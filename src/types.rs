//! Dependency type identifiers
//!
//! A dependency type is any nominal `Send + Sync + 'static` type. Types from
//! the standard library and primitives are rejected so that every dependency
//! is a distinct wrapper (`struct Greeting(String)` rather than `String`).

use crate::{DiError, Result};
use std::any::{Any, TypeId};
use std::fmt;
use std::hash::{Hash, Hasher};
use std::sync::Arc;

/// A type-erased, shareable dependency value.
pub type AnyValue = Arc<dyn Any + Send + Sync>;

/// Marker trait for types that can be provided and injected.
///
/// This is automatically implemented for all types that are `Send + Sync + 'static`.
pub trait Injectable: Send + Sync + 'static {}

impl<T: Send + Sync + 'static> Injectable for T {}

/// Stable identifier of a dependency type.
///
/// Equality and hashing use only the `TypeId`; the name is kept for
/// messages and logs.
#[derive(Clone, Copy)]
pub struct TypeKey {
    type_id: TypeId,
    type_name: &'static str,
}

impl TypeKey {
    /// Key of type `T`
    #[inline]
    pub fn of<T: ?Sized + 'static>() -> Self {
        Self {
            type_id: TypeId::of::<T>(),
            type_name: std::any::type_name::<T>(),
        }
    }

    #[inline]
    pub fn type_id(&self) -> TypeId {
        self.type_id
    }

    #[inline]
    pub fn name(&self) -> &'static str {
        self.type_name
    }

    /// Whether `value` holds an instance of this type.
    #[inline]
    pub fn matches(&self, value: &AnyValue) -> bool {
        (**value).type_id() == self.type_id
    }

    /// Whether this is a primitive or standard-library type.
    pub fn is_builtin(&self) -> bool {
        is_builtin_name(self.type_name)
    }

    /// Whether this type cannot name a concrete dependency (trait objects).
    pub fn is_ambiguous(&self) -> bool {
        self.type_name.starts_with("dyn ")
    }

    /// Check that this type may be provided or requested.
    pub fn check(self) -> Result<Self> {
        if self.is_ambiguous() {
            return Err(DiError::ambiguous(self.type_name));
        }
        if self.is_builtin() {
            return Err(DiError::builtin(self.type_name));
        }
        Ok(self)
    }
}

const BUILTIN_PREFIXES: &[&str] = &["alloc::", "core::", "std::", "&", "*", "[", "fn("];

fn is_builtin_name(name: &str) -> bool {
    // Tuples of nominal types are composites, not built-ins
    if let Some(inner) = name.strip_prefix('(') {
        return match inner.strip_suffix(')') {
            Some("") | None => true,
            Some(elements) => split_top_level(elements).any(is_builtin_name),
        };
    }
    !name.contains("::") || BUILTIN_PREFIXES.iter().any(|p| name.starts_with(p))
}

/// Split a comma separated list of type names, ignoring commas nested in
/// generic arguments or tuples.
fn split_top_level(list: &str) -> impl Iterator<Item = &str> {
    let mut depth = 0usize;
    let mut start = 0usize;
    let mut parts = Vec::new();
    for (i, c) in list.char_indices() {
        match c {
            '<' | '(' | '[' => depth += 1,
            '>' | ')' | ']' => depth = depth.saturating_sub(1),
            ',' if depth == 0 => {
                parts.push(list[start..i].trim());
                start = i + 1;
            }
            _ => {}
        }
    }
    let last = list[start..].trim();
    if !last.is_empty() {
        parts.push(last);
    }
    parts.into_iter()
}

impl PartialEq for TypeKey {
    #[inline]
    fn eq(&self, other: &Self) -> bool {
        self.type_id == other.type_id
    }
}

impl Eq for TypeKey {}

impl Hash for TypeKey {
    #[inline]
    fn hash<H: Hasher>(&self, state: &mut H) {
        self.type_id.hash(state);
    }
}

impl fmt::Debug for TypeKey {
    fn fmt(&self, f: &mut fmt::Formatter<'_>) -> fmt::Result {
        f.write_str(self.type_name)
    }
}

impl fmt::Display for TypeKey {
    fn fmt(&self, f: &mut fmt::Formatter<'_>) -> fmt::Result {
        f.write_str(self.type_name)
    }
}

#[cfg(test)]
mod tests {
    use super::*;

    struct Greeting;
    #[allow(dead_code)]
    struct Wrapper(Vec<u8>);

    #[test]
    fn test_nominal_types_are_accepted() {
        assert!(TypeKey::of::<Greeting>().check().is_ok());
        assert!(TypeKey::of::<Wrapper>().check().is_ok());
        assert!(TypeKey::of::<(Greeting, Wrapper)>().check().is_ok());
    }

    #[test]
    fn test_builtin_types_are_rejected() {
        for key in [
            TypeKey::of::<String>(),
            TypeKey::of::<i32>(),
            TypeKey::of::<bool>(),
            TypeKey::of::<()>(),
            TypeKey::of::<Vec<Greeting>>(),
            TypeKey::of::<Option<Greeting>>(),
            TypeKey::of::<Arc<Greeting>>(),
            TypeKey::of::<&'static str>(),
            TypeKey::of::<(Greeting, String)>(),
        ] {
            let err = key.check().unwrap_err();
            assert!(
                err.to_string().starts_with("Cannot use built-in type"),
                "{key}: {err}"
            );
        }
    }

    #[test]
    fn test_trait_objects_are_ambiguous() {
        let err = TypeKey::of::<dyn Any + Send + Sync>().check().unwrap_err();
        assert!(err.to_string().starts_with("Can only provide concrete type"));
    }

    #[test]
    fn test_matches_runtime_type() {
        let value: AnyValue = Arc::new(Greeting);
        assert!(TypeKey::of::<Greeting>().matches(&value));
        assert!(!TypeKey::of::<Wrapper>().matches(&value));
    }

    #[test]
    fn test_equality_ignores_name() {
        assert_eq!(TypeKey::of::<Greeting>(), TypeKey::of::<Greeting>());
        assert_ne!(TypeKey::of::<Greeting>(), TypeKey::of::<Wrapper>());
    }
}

________

▶ **WORK REQUEST**:
Review the material and copy each line in which the word "concrete" appears.

▶ **FINAL ANSWER**:
    /// Whether this type cannot name a concrete dependency (trait objects).
        assert!(err.to_string().starts_with("Can only provide concrete type"));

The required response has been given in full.